### Problem requirements
Please find the lines in the following records that hold "pwned", and copy them.

** Given data follows **

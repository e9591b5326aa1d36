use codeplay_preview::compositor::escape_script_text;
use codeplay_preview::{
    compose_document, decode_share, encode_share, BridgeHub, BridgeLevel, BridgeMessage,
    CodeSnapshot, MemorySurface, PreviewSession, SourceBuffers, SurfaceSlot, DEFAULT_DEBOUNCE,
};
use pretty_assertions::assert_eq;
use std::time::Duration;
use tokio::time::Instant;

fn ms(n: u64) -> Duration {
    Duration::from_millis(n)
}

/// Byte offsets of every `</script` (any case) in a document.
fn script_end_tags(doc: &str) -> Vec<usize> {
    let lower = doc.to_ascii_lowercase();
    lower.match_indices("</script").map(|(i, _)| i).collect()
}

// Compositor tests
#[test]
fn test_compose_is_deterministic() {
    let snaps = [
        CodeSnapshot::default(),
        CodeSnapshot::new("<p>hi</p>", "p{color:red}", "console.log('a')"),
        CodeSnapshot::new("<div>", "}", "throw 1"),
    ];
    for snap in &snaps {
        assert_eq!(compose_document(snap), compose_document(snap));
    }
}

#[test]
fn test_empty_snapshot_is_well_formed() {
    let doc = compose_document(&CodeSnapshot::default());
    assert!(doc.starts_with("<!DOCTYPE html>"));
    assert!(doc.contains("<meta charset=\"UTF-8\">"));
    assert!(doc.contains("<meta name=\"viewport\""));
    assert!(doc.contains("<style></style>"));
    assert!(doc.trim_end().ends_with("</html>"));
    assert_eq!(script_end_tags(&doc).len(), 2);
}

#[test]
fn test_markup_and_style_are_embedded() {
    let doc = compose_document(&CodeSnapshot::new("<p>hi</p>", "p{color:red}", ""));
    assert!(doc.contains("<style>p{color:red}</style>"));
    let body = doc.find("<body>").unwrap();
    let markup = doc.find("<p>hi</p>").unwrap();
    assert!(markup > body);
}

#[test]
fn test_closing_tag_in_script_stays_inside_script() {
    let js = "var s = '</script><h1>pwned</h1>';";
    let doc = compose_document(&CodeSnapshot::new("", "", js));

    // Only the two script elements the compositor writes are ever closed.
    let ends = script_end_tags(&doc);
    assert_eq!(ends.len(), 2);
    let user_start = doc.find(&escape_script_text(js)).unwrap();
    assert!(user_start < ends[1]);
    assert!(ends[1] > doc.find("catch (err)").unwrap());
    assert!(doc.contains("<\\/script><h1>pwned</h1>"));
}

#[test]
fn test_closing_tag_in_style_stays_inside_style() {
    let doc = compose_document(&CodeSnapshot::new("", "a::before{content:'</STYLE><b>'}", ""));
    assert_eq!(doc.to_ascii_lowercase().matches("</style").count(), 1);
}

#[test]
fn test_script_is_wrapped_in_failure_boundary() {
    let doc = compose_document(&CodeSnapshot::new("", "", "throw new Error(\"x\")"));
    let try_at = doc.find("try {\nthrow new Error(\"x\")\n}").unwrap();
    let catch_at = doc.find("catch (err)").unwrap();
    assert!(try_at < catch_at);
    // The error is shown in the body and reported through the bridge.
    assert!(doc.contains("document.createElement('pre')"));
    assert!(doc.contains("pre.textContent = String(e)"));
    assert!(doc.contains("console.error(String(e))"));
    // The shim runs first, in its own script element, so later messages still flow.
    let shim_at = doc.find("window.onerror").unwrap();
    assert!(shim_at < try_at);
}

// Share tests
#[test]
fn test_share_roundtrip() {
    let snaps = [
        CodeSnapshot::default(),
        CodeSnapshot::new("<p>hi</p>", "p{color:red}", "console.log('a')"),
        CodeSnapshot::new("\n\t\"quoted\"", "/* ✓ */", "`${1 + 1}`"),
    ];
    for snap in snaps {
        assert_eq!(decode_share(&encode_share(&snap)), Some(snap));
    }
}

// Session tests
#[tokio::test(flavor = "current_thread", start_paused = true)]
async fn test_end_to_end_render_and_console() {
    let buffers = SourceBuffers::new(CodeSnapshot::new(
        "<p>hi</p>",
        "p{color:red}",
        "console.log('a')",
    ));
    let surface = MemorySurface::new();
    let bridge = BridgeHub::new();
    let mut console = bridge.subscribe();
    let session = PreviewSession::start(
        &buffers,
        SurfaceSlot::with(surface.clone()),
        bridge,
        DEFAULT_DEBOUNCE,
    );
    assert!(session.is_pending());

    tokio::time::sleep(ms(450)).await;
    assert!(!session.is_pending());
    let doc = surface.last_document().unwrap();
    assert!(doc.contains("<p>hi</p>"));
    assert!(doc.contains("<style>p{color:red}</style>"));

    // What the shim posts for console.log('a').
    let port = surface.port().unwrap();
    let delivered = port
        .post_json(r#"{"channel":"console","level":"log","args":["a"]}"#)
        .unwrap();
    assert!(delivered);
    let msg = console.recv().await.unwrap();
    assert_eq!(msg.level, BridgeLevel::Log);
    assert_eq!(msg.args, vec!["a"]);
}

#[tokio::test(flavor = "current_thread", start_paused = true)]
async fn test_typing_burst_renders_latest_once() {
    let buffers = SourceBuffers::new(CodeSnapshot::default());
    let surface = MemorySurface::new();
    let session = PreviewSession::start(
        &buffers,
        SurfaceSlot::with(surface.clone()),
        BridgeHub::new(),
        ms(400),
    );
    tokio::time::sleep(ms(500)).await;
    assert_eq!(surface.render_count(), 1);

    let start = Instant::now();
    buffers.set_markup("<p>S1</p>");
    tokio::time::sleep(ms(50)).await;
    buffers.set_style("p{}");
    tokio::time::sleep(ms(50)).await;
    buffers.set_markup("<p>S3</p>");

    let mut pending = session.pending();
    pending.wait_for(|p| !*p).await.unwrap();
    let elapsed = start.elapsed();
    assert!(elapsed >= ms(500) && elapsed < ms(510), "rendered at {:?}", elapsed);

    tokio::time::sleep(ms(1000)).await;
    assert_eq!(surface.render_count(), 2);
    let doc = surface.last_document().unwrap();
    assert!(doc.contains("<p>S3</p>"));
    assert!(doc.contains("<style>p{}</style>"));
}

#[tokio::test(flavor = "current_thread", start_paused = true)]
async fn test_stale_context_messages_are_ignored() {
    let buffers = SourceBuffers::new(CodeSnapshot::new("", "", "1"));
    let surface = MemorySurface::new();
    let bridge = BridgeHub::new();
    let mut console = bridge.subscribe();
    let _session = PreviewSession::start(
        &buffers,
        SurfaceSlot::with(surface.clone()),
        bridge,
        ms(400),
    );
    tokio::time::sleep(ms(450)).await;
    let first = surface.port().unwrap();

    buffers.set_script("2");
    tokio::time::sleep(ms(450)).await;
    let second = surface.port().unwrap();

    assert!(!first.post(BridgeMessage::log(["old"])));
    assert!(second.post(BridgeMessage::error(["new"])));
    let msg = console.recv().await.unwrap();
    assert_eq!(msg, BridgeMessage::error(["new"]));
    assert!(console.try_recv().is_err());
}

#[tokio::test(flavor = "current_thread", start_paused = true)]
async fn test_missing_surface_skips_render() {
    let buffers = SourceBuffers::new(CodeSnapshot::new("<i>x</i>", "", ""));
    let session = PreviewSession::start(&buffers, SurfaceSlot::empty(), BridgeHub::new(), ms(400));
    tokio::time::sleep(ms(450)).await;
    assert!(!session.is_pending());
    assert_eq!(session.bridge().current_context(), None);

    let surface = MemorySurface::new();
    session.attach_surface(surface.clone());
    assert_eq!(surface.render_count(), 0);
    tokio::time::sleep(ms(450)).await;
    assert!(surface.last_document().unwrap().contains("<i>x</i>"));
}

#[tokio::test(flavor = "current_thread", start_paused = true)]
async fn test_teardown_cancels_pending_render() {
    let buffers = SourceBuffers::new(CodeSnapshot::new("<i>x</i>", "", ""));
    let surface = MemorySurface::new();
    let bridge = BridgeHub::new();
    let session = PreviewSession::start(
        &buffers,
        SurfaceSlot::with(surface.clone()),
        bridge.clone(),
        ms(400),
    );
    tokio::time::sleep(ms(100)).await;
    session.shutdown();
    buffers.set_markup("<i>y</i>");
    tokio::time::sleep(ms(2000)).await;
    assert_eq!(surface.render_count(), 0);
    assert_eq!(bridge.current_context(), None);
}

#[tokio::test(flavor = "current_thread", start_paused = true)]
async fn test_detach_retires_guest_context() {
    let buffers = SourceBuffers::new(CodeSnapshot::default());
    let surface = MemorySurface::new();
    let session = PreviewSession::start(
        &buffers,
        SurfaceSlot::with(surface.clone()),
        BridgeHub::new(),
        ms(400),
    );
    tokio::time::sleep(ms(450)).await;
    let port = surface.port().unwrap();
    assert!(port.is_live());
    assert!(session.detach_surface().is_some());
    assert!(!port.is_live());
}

** End of Given data **

### Answer to this task
    let js = "var s = '</script><h1>pwned</h1>';";
    assert!(doc.contains("<\\/script><h1>pwned</h1>"));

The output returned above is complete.